Turin - Quand quelque chose se passe en faveur de l'Inter, on parle pendant des jours, au contraire, vous n'en parlez presque pas. Buff est dit par l'entraîneur de l'équipe qui, pendant 27 ans, a été reccrit de manière systématique (et très prélevé sur les médias) pour un épisode d'arbitrage (Iuliano-Ronaldo).

Mais Simone Inzaghi n'est pas de mauvaise foi, car la perception d'être victime du complot des médias qui ne met en évidence que les faveurs et jamais les torts d'arbitrage n'ont un peu tous, membres et fans de presque toutes les équipes.

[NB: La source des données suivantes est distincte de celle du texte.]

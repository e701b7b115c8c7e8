use crate::config::ConfigDoc;
use crate::error::{Error, Result};
use crate::modules::Module;
use crate::planner::{Plan, Task};

pub const INIT_TASK: &str = "core.init";

const KNOWN_TABLES: &[&str] = &["workspace", "vendor", "manifest", "stage", "native"];

pub struct CoreModule;

impl Module for CoreModule {
    fn id(&self) -> &'static str {
        "core"
    }

    fn detect(&self, _doc: &ConfigDoc) -> bool {
        true
    }

    fn plan(&self, doc: &ConfigDoc, plan: &mut Plan) -> Result<()> {
        for key in doc.top_level_keys() {
            if !KNOWN_TABLES.contains(&key) {
                return Err(Error::msg(format!(
                    "config table '{}' is not supported; use {}",
                    key,
                    KNOWN_TABLES.join(", ")
                )));
            }
        }

        plan.add(Task {
            id: INIT_TASK.into(),
            label: "Init".into(),
            module: self.id().into(),
            phase: "init".into(),
            after: vec![],
            provides: vec!["core:initialized".into()],
        })
    }
}

#[cfg(test)]
mod tests {
    use super::*;

    #[test]
    fn unknown_top_level_table_is_rejected() {
        let doc = ConfigDoc::parse_inline("vp.toml", "[build]\njobs = 4\n")
            .expect("parse");
        let mut plan = Plan::default();
        let err = CoreModule.plan(&doc, &mut plan).expect_err("unknown table");
        assert!(err.to_string().contains("'build'"), "{err}");
    }
}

Ici, peut-être que tout le monde ne s'en plaint pas ouvertement. . .

Parce que ce qu'Inzaghi ne prend pas en compte, c'est que: 1 exposition aux médias est supérieure; 2 Il serait peut-être approprié de ne pas trop pousser sur ce sujet, car quelqu'un pourrait lui rappeler que, par exemple, sur le cas ultrà, une certaine disparité du traitement des médias favorise plutôt l'Inter ces derniers mois.

En effet non! Il ne favorise pas du tout l'Inter, il s'occupe de lui car il est juste qu'il ait été avec une enquête fermée depuis quelques jours et qu'il n'a pas encore été examiné par un juge. Cela ne s'était pas produit comme ceci en 2017, lorsqu'une affaire d'infiltration criminelle similaire dans la courbe avait impliqué la Juventus, les médias qui gardent aujourd'hui le silence, volent ou s'occupent du thème d'une manière très garantie, ils avaient battu durement les hypothèses que Le club avait eu des contacts conscients avec le Ndrangheta (il y avait même le procureur fédéral qui, devant la Commission anti-Mafia, avait mentionné une interception inexistante entre Andrea Agnelli et le patron infiltré dans la courbe).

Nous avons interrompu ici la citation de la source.